I set out to parallelize these kinds of steps via multiple threads or
processes, but I ended up realizing that we could likely achieve much of
the same gain with libpq's asynchronous APIs.  Specifically, both
establishing the connections and running the queries can be done without
blocking, so we can just loop over a handful of slots and advance a simple
state machine for each.  The attached is a proof-of-concept grade patch for
doing this for get_db_rel_and_slot_infos(), which yielded the following
results on my laptop for "pg_upgrade --link --sync-method=syncfs --jobs 8"
for a cluster with 10K empty databases.

    total pg_upgrade_time:
    * HEAD:  14m 8s
    * patch: 10m 58s

    get_db_rel_and_slot_infos() on old cluster:
    * HEAD:  2m 45s
    * patch: 36s

    get_db_rel_and_slot_infos() on new cluster:
    * HEAD:  1m 46s
    * patch: 29s

I am posting this early to get thoughts on the general approach.  If we
proceeded with this strategy, I'd probably create some generic tooling that
each relevant step would provide a set of callback functions.

-- 
Nathan Bossart
Amazon Web Services: https://aws.amazon.com

Вложения

Re: optimizing pg_upgrade's once-in-each-database steps

От
Jeff Davis
Дата:
On Thu, 2024-05-16 at 16:16 -0500, Nathan Bossart wrote:
> I am posting this early to get thoughts on the general approach.  If
> we
> proceeded with this strategy, I'd probably create some generic
> tooling that
> each relevant step would provide a set of callback functions.

The documentation states:

"pg_dump -j uses multiple database connections; it connects to the
database once with the leader process and once again for each worker
job."

That might need to be adjusted.

How much complexity do you avoid by using async instead of multiple
processes?

Also, did you consider connecting once to each database and running
many queries?

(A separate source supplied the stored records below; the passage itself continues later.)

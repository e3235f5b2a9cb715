//! Migration executor.
//!
//! Runs migrations in order against one connector. Each migration picks a
//! transaction scope from its transaction mode, and each statement decides
//! from its error mode whether a failure stops the run.

use oxide_sql_script::{ErrorMode, Migration, TxMode, Unit};
use tracing::{debug, info, warn};

use crate::config::{ConnectParams, Driver};
use crate::connector::{Connector, DryRunConnector, MySqlConnector, one_line};
use crate::error::{MigrateError, Result};

/// A statement failure that was tolerated.
#[derive(Debug, Clone, PartialEq, Eq)]
pub struct StatementFailure {
    /// Group of the migration.
    pub group: usize,
    /// The statement, on one line.
    pub sql: String,
    /// Backend error message.
    pub message: String,
    /// Error mode that allowed the run to continue.
    pub mode: ErrorMode,
}

/// Outcome of a successful run.
#[derive(Debug, Clone, Default, PartialEq, Eq)]
pub struct RunSummary {
    /// Migrations processed.
    pub migrations: usize,
    /// Statements that succeeded.
    pub executed: usize,
    /// Statements that failed without stopping the run.
    pub failures: Vec<StatementFailure>,
}

impl RunSummary {
    /// Records a tolerated failure and notifies according to its mode.
    fn tolerate(&mut self, migration: &Migration, unit: &Unit, error: &sqlx::Error) {
        let sql = one_line(&unit.sql);
        match unit.error_mode {
            ErrorMode::Warning => warn!(
                group = migration.group,
                file = %migration.file.display(),
                sql = %sql,
                error = %error,
                "Statement failed, continuing"
            ),
            _ => debug!(
                group = migration.group,
                sql = %sql,
                error = %error,
                "Statement failed silently"
            ),
        }
        self.failures.push(StatementFailure {
            group: migration.group,
            sql,
            message: error.to_string(),
            mode: unit.error_mode,
        });
    }
}

/// Executes migrations against a connector.
pub struct MigrationRunner<C: Connector> {
    conn: C,
}

impl<C: Connector> MigrationRunner<C> {
    /// Creates a runner owning `conn`.
    pub const fn new(conn: C) -> Self {
        Self { conn }
    }

    /// Returns the connector.
    #[must_use]
    pub const fn connector(&self) -> &C {
        &self.conn
    }

    /// Consumes the runner and returns the connector.
    pub fn into_inner(self) -> C {
        self.conn
    }

    /// Checks the connection.
    ///
    /// # Errors
    ///
    /// Returns [`MigrateError::Connection`] if the ping fails.
    pub async fn ping(&mut self) -> Result<()> {
        self.conn.ping().await.map_err(MigrateError::Connection)
    }

    /// Runs all migrations in order.
    ///
    /// # Errors
    ///
    /// Stops at the first failing statement whose error mode is the
    /// default, or at the first transaction control failure.
    pub async fn run(&mut self, migrations: &[Migration]) -> Result<RunSummary> {
        let mut summary = RunSummary::default();
        for migration in migrations {
            info!(
                group = migration.group,
                file = %migration.file.display(),
                statements = migration.count(),
                transaction = %migration.tx_mode,
                error = %migration.error_mode,
                "Applying migration"
            );
            match migration.tx_mode {
                TxMode::Default => self.run_in_transaction(migration, &mut summary).await?,
                TxMode::Statement => self.run_per_statement(migration, &mut summary).await?,
                TxMode::Off => self.run_without_transaction(migration, &mut summary).await?,
            }
            summary.migrations += 1;
        }
        info!(
            migrations = summary.migrations,
            statements = summary.executed,
            failures = summary.failures.len(),
            "Run complete"
        );
        Ok(summary)
    }

    async fn exec(&mut self, group: usize, unit: &Unit) -> std::result::Result<(), sqlx::Error> {
        debug!(group, sql = %one_line(&unit.sql), "Executing statement");
        self.conn.execute(&unit.sql, &[]).await.map(|_| ())
    }

    async fn begin(&mut self) -> Result<()> {
        self.conn.begin().await.map_err(MigrateError::Transaction)
    }

    async fn commit(&mut self) -> Result<()> {
        self.conn.commit().await.map_err(MigrateError::Transaction)
    }

    /// Rolls back after a failed statement; the statement error wins.
    async fn rollback_after_failure(&mut self, group: usize) {
        if let Err(e) = self.conn.rollback().await {
            warn!(group, error = %e, "Rollback failed");
        }
    }

    /// One transaction for the whole migration.
    ///
    /// The transaction ends exactly once: rolled back when an aborting
    /// statement fails, committed otherwise.
    async fn run_in_transaction(
        &mut self,
        migration: &Migration,
        summary: &mut RunSummary,
    ) -> Result<()> {
        self.begin().await?;
        for unit in &migration.units {
            match self.exec(migration.group, unit).await {
                Ok(()) => summary.executed += 1,
                Err(source) if unit.aborts_on_error() => {
                    self.rollback_after_failure(migration.group).await;
                    return Err(statement_error(migration, unit, source));
                }
                Err(source) => summary.tolerate(migration, unit, &source),
            }
        }
        self.commit().await
    }

    /// One transaction per statement.
    async fn run_per_statement(
        &mut self,
        migration: &Migration,
        summary: &mut RunSummary,
    ) -> Result<()> {
        for unit in &migration.units {
            self.begin().await?;
            match self.exec(migration.group, unit).await {
                Ok(()) => {
                    self.commit().await?;
                    summary.executed += 1;
                }
                Err(source) => {
                    self.rollback_after_failure(migration.group).await;
                    if unit.aborts_on_error() {
                        return Err(statement_error(migration, unit, source));
                    }
                    summary.tolerate(migration, unit, &source);
                }
            }
        }
        Ok(())
    }

    /// Statements run directly, without a transaction.
    async fn run_without_transaction(
        &mut self,
        migration: &Migration,
        summary: &mut RunSummary,
    ) -> Result<()> {
        for unit in &migration.units {
            match self.exec(migration.group, unit).await {
                Ok(()) => summary.executed += 1,
                Err(source) if unit.aborts_on_error() => {
                    return Err(statement_error(migration, unit, source));
                }
                Err(source) => summary.tolerate(migration, unit, &source),
            }
        }
        Ok(())
    }

    /// Closes the connection, logging a failure instead of returning it.
    pub async fn close(self) {
        let name = self.conn.name();
        if let Err(e) = self.conn.close().await {
            warn!(connector = name, error = %e, "Failed to close connection");
        }
    }
}

fn statement_error(migration: &Migration, unit: &Unit, source: sqlx::Error) -> MigrateError {
    MigrateError::Statement {
        group: migration.group,
        sql: one_line(&unit.sql),
        source,
    }
}

/// Pings `conn`, runs `migrations` and closes the connection.
///
/// # Errors
///
/// See [`MigrationRunner::ping`] and [`MigrationRunner::run`].
pub async fn run_with<C: Connector>(conn: C, migrations: &[Migration]) -> Result<RunSummary> {
    let mut runner = MigrationRunner::new(conn);
    runner.ping().await?;
    let summary = runner.run(migrations).await;
    runner.close().await;
    summary
}

/// Runs `migrations` on the backend selected by `params.driver`.
///
/// `mysql` and `mariadb` connect to a server; an empty driver name runs
/// against the dry-run connector.
///
/// # Errors
///
/// Returns [`MigrateError::UnsupportedDriver`] for other driver names,
/// [`MigrateError::Connection`] if the server cannot be reached, and any
/// error from [`MigrationRunner::run`].
pub async fn exec(migrations: &[Migration], params: &ConnectParams) -> Result<RunSummary> {
    match params.driver()? {
        Driver::MySql => {
            info!(dsn = %params.dsn(), "Connecting");
            let conn = MySqlConnector::open(params)
                .await
                .map_err(MigrateError::Connection)?;
            run_with(conn, migrations).await
        }
        Driver::DryRun => {
            info!("No driver configured, running dry");
            run_with(DryRunConnector::new(), migrations).await
        }
    }
}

Most of those seem like just checks.

Regards,
    Jeff Davis




Re: optimizing pg_upgrade's once-in-each-database steps

От
Nathan Bossart
Дата:
On Thu, May 16, 2024 at 05:09:55PM -0700, Jeff Davis wrote:
> How much complexity do you avoid by using async instead of multiple
> processes?

If we didn't want to use async, my guess is we'd want to use threads to
avoid complicated IPC.  And if we followed pgbench's example for using
threads, it might end up at a comparable level of complexity, although I'd
bet that threading would be the more complex of the two.  It's hard to say
definitively without coding it up both ways, which might be worth doing.

> Also, did you consider connecting once to each database and running
> many queries? Most of those seem like just checks.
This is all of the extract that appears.